A two-dimensional electron gas (2DEG) was observed in Zn polar ZnMgO/ZnO (ZnMgO on ZnO) heterostructures grown by radical source molecular beam epitaxy. Reflection high energy electron diffraction patterns taken during the growth of the ZnMgO layer remained streaky; x-ray diffraction measurements showed no evidence of phase separation for up 44 % Mg composition. These results shows that the high quality ZnMgO layers up to 44 % Mg composition were obtained without phase separation. The electron mobility of the ZnMgO/ZnO heterostructures dramatically increased with increasing Mg composition and the electron mobility (&mgr;~250 cm2/Vs) at RT reached a value more than twice that of an undoped ZnO layer (&mgr;~100 cm2/Vs) due to the 2DEG formation. The carrier concentration in turn reached values as high as ~1x1013 cm-2 and remained nearly constant regardless of Mg composition. Strong confinement of electrons at the ZnMgO/ZnO interface was confirmed by C-V measurements with a concentration of over 4x1019 cm-3. Temperature-dependent Hall measurements of ZnMgO/ZnO heterostructures also exhibited properties associated with well defined heterostructures. The Hall mobility increased monotonically with decreasing temperature, reaching a value of 2750 cm2/Vs at 4 K. Zn polar "ZnMgO on ZnO" structures are easy to adapt to a top-gate device. These results open new possibilities for high electron mobility transistors (HEMTs) based upon ZnO based materials.

Paper Details

Date Published: 20 February 2007
PDF: 8 pages
Proc.
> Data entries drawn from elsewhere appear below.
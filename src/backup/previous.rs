//! Choosing the backup an increment is taken against.

use tracing::info;

use crate::config::Settings;
use crate::storage::FolderRef;
use crate::wal::{format_lsn, Lsn};
use crate::Result;

use super::list::latest_backup_name;
use super::metadata::{Backup, BackupSentinelDto, FilesMetadataDto};

/// The parent of a new increment.
#[derive(Debug, Clone)]
pub struct PreviousBackup {
    /// `None` for the synthetic parent of a catch-up backup.
    pub name: Option<String>,
    pub sentinel: BackupSentinelDto,
    /// File list of the parent. `None` means nothing can be skipped.
    pub files: Option<FilesMetadataDto>,
}

impl PreviousBackup {
    pub fn start_lsn(&self) -> Option<Lsn> {
        self.sentinel.start_lsn
    }
}

#[derive(Debug, Clone, Default)]
pub struct DeltaBase {
    pub previous: Option<PreviousBackup>,
    /// Depth of the new backup in its chain; 0 for a full backup.
    pub increment_count: u32,
}

impl DeltaBase {
    pub fn full() -> Self {
        Self::default()
    }
}

/// The newest stored backup, whose unchanged containers the copy composer reuses.
#[derive(Debug, Clone)]
pub struct CopySource {
    pub name: String,
    pub files: FilesMetadataDto,
}

impl CopySource {
    /// `None` when storage is empty or the newest backup tracked no files.
    pub fn latest(folder: &FolderRef) -> Result<Option<Self>> {
        let Some(name) = latest_backup_name(folder.as_ref())? else {
            info!("no previous backup to copy containers from");
            return Ok(None);
        };
        let backup = Backup::new(folder.clone(), name.clone());
        let sentinel = backup.fetch_sentinel()?;
        match backup.fetch_files_metadata(&sentinel)? {
            Some(files) => Ok(Some(Self { name, files })),
            None => {
                info!(previous = %name, "previous backup has no file list, nothing to copy");
                Ok(None)
            }
        }
    }
}

#[derive(Debug, Clone, Copy)]
pub enum DeltaBackupConfigurator {
    /// Increment against the newest backup, unless `force_full`.
    Regular { force_full: bool },
    /// Increment against everything changed after `from_lsn`.
    Catchup { from_lsn: Lsn },
}

impl DeltaBackupConfigurator {
    pub fn configure(&self, folder: &FolderRef, settings: &Settings, is_permanent: bool) -> Result<DeltaBase> {
        match *self {
            Self::Regular { force_full: true } => Ok(DeltaBase::full()),
            Self::Regular { force_full: false } => configure_regular(folder, settings, is_permanent),
            Self::Catchup { from_lsn } => Ok(DeltaBase {
                previous: Some(PreviousBackup {
                    name: None,
                    sentinel: BackupSentinelDto {
                        start_lsn: Some(from_lsn),
                        ..Default::default()
                    },
                    files: None,
                }),
                increment_count: 1,
            }),
        }
    }

    pub fn is_catchup(&self) -> bool {
        matches!(self, Self::Catchup { .. })
    }
}

fn configure_regular(folder: &FolderRef, settings: &Settings, is_permanent: bool) -> Result<DeltaBase> {
    if settings.delta_max_steps == 0 {
        return Ok(DeltaBase::full());
    }
    let Some(mut name) = latest_backup_name(folder.as_ref())? else {
        info!("no previous backup found, doing a full backup");
        return Ok(DeltaBase::full());
    };

    let mut backup = Backup::new(folder.clone(), name.clone());
    let mut sentinel = backup.fetch_sentinel()?;
    let mut increment_count = sentinel.increment_count.map_or(1, |count| count + 1);
    if increment_count > settings.delta_max_steps {
        info!(previous = %name, increment_count, "max delta steps reached, doing a full backup");
        return Ok(DeltaBase::full());
    }
    if sentinel.start_lsn.is_none() {
        info!(previous = %name, "previous backup has no start LSN, doing a full backup");
        return Ok(DeltaBase::full());
    }
    let meta = match backup.fetch_meta() {
        Ok(meta) => meta,
        Err(e) => {
            info!(previous = %name, error = %e, "previous backup metadata unreadable, doing a full backup");
            return Ok(DeltaBase::full());
        }
    };
    if !is_permanent && !settings.delta_from_full && meta.is_permanent {
        info!(previous = %name, "previous backup is permanent, doing a full backup");
        return Ok(DeltaBase::full());
    }

    if settings.delta_from_full {
        if let Some(full_name) = sentinel.increment_full_name.clone() {
            name = full_name;
            backup = Backup::new(folder.clone(), name.clone());
            sentinel = backup.fetch_sentinel()?;
        }
        increment_count = 1;
        info!(previous = %name, "delta will be taken from the full backup");
    }

    let files = backup.fetch_files_metadata(&sentinel)?;
    info!(
        previous = %name,
        lsn = %sentinel.start_lsn.map(format_lsn).unwrap_or_default(),
        "delta_backup_base_selected"
    );
    Ok(DeltaBase {
        previous: Some(PreviousBackup {
            name: Some(name),
            sentinel,
            files,
        }),
        increment_count,
    })
}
SPIE 6474, Zinc Oxide Materials and Devices II, 64740J (20 February 2007); doi: 10.1117/12.714044
Show Author Affiliations
H. Tampo, National Institute of Advanced Industrial Science and Technology (Japan)
H. Shibata, National Institute of Advanced Industrial Science and Technology (Japan)
K. Matsubara, National Institute of Advanced Industrial Science and Technology (Japan)
A. Yamada, National Institute of Advanced Industrial Science and Technology (Japan)
P. Fons, National Institute of Advanced Industrial Science and Technology (Japan)
M. Yamagata, Tokyo Univ. of Science (Japan)
H. Kanie, Tokyo Univ. of Science (Japan)
S. Niki, National Institute of Advanced Industrial Science and Technology (Japan)


Published in SPIE Proceedings Vol. 6474:
Zinc Oxide Materials and Devices II
Ferechteh Hosseini Teherani; Cole W. Litton, Editor(s)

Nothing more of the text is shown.